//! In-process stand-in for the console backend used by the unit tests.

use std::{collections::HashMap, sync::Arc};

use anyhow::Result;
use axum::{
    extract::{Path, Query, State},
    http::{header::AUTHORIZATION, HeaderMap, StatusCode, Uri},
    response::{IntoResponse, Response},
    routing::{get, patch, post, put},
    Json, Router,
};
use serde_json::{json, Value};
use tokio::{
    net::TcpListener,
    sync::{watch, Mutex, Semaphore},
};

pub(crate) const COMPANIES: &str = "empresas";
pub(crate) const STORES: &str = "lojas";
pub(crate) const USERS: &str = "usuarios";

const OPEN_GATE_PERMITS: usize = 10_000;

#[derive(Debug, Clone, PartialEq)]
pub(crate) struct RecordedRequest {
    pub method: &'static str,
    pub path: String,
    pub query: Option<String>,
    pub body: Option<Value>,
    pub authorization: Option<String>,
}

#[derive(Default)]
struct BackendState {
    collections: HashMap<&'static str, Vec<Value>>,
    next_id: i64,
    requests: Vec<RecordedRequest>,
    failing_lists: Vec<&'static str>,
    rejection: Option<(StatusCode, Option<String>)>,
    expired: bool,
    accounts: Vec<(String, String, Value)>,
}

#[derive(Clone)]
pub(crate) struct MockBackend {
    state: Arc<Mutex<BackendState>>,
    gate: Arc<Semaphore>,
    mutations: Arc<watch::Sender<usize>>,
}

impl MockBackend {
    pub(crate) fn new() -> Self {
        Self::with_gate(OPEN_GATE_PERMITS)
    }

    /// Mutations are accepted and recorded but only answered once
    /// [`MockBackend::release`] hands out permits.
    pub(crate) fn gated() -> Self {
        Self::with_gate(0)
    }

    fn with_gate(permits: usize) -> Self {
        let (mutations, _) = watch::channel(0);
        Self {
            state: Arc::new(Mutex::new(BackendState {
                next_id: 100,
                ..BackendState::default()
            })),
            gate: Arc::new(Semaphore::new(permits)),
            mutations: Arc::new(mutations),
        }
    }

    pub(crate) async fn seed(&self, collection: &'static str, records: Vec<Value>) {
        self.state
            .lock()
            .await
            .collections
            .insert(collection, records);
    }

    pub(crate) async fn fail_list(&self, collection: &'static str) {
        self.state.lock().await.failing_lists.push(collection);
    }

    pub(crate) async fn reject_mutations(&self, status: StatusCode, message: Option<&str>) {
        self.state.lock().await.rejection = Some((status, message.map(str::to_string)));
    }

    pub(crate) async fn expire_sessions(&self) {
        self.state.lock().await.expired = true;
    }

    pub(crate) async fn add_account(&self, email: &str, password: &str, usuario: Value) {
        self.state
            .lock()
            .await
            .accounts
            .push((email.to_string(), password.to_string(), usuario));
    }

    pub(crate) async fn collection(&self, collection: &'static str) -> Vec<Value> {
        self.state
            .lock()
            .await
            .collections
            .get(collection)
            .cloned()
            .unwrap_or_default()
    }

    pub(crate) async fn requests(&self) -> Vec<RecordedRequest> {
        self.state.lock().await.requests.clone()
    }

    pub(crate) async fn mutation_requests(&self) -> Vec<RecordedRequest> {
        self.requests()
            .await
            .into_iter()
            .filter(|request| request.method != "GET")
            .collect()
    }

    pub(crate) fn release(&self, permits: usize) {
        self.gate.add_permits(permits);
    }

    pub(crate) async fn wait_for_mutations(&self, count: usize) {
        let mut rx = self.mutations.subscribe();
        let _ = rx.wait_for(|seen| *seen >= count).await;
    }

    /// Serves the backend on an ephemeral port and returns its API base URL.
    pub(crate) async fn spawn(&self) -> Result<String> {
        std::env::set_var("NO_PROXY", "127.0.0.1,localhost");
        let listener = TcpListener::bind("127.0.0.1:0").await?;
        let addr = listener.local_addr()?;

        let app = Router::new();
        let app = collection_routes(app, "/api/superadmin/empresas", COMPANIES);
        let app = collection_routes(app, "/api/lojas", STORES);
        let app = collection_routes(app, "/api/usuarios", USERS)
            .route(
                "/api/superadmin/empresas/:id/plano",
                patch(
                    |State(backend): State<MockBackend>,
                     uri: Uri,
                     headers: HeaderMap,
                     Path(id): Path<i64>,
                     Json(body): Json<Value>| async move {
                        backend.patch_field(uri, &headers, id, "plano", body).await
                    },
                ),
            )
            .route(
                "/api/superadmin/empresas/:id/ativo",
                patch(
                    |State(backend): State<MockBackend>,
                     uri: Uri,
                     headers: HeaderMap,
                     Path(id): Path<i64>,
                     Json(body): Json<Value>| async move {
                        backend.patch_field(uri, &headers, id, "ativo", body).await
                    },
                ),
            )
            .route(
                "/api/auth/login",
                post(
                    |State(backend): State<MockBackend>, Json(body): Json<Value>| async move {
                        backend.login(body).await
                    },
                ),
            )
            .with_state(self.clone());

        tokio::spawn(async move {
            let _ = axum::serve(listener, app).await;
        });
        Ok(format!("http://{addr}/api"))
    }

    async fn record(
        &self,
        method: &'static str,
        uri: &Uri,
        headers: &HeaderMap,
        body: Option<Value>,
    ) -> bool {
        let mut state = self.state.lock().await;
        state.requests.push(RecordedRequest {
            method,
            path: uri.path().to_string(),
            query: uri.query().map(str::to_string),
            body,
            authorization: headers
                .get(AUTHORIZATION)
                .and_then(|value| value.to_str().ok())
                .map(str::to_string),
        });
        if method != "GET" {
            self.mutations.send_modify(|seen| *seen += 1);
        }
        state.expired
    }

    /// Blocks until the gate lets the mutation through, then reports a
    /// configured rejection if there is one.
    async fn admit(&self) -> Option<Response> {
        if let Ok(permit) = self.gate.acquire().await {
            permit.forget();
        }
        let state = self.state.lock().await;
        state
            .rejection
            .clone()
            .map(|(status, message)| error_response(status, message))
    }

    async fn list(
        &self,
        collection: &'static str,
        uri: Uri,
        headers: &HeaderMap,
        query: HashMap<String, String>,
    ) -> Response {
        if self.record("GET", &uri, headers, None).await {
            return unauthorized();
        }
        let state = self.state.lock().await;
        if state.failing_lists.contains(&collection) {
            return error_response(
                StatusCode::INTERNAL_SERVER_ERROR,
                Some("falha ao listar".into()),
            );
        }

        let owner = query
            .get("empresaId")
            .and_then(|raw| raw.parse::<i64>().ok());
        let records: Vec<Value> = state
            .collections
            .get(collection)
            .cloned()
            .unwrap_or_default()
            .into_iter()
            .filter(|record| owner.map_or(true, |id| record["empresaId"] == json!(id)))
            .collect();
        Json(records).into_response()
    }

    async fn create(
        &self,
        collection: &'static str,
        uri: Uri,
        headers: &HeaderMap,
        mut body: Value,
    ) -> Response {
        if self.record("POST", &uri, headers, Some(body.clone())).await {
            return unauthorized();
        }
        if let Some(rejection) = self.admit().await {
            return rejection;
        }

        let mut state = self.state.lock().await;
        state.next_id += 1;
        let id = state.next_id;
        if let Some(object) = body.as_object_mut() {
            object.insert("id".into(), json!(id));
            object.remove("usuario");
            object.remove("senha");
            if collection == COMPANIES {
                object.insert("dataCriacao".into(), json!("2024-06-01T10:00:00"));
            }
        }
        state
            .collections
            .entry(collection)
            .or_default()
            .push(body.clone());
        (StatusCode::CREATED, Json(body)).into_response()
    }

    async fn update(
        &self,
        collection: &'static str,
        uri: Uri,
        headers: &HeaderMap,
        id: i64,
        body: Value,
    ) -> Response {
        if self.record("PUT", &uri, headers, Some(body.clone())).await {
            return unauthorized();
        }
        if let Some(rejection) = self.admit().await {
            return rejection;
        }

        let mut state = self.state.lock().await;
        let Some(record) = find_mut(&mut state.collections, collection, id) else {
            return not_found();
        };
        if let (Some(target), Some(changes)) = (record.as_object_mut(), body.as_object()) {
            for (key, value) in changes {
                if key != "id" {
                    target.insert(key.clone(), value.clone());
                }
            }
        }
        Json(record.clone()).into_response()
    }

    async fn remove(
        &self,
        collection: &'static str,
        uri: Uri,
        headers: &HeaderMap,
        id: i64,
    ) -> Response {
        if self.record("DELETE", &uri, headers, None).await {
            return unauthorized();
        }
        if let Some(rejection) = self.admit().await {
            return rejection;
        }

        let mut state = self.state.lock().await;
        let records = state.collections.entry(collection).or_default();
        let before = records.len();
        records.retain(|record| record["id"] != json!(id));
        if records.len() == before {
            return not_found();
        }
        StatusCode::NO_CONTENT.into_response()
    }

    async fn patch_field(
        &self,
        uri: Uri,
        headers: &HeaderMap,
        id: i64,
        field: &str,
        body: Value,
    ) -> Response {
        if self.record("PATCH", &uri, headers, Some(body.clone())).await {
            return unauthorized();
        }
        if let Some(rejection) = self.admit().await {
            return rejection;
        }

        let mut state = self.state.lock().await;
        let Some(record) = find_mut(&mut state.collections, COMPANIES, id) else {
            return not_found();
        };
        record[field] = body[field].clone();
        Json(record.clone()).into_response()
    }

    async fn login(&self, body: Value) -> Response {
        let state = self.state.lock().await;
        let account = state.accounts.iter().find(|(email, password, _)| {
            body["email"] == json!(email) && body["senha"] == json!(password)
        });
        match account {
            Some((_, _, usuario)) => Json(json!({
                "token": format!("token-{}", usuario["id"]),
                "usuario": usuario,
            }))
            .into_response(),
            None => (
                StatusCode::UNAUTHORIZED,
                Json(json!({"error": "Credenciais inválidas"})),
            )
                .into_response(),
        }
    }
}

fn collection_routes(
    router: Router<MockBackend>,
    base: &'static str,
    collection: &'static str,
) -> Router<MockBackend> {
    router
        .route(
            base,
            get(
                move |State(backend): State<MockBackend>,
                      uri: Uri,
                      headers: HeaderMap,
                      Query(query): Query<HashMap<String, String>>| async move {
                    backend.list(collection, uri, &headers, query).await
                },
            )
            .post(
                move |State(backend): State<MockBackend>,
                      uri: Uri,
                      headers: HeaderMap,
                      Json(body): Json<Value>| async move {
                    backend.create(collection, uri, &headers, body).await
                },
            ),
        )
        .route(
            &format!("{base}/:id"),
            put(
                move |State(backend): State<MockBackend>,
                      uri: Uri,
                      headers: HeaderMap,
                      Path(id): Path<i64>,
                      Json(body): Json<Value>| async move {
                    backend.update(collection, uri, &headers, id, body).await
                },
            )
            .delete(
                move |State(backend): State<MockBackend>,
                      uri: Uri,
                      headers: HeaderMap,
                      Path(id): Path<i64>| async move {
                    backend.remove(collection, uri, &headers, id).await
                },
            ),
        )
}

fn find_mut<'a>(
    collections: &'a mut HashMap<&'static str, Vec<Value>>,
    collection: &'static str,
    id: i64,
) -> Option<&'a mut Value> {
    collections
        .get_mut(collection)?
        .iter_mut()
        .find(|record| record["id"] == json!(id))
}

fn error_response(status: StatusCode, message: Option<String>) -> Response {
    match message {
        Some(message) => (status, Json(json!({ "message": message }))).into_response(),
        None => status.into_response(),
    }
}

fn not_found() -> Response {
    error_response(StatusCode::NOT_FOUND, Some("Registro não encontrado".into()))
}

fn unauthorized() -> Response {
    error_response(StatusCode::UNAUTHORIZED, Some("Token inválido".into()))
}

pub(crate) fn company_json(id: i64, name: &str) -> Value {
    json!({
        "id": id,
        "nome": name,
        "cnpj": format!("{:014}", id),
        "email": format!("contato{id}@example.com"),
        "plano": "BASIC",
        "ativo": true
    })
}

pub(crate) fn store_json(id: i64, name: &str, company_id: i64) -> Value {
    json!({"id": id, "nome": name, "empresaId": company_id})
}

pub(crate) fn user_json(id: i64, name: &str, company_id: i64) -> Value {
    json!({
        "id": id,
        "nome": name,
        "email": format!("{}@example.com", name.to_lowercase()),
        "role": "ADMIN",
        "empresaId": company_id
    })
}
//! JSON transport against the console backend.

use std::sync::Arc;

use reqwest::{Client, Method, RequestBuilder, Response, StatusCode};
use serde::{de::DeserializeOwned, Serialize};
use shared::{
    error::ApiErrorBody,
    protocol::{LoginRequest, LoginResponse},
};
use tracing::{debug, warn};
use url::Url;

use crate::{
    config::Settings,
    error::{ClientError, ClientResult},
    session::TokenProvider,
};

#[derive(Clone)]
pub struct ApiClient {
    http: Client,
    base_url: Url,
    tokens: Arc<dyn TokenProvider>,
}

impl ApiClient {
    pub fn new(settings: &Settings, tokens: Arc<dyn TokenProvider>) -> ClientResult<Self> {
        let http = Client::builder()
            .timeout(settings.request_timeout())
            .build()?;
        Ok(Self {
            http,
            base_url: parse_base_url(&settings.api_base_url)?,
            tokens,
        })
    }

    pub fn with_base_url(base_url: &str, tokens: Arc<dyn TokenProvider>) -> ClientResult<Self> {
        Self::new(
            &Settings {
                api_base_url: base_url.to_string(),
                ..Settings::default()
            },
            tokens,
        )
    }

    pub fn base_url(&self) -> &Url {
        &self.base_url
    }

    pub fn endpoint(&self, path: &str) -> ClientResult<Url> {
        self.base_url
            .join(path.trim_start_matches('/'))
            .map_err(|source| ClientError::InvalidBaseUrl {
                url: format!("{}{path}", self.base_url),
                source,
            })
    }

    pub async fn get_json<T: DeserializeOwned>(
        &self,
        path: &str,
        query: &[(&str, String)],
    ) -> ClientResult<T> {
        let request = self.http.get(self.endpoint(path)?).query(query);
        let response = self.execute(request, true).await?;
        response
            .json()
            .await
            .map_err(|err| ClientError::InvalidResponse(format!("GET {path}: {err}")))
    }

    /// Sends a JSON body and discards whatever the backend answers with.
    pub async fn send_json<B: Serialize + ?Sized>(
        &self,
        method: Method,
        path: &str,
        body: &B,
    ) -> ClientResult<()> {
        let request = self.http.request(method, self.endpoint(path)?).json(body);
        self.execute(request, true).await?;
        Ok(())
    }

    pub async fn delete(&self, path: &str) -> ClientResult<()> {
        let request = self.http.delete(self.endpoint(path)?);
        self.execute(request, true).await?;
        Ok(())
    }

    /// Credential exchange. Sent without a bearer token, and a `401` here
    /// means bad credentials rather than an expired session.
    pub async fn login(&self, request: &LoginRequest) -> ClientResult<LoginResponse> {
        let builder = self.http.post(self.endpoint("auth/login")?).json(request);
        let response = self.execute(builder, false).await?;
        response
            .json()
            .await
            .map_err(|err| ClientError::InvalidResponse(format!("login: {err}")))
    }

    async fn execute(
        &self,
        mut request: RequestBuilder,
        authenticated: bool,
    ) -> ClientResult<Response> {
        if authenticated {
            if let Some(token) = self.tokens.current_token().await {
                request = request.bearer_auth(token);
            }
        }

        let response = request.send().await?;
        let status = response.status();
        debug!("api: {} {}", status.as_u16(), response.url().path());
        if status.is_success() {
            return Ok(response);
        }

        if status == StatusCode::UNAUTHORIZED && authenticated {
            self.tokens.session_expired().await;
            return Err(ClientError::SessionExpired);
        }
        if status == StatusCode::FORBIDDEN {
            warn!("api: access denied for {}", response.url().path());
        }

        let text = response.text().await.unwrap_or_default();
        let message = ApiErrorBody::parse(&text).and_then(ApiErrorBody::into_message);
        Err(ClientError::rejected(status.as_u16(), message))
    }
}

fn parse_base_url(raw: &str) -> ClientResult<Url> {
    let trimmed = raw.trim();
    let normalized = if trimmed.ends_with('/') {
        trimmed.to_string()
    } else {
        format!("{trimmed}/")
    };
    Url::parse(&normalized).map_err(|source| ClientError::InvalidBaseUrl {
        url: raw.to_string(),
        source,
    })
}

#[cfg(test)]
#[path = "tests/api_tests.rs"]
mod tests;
■ ■ ■ ■
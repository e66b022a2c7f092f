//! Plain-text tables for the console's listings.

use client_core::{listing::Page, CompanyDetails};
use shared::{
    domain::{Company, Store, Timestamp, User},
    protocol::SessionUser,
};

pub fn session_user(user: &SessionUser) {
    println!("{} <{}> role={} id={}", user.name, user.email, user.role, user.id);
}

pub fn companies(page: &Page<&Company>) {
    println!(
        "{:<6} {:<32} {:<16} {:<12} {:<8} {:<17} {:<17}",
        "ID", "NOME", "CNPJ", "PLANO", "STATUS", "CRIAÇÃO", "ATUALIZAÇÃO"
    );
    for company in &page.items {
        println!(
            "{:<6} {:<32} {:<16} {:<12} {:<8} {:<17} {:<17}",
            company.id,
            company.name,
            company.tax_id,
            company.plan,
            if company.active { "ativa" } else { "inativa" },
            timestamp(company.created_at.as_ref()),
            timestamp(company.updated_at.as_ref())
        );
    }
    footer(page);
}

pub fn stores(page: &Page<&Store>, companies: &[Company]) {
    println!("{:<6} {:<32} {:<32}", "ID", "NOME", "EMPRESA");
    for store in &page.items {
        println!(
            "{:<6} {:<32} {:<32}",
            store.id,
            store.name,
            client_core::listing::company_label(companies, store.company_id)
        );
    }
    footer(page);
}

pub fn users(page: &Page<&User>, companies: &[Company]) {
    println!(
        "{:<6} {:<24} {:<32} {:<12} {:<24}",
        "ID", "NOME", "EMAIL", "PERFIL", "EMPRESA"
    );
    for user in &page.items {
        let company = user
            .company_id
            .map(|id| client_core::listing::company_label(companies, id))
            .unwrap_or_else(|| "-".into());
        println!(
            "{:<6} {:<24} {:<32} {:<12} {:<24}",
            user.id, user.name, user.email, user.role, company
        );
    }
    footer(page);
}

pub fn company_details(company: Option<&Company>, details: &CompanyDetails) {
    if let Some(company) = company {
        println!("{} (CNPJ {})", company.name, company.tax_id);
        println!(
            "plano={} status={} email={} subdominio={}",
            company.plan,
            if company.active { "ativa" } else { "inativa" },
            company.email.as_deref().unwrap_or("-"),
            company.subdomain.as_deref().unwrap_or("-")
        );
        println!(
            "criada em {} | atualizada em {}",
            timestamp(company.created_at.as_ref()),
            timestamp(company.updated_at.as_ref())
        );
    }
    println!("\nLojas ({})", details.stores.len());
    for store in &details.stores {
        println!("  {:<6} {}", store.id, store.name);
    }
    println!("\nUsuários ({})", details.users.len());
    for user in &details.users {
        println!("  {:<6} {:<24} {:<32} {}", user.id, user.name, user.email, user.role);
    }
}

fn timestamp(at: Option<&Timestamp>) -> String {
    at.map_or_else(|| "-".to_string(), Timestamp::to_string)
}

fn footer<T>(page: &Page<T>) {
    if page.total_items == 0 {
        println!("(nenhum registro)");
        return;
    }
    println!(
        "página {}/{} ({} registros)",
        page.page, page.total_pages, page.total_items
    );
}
■ ■ ■ ■
**The problem**
Above are the records. Identify each line that contains the word "filter".

**Answer to this task**
            .filter(|request| request.method != "GET")
            .filter(|record| owner.map_or(true, |id| record["empresaId"] == json!(id)))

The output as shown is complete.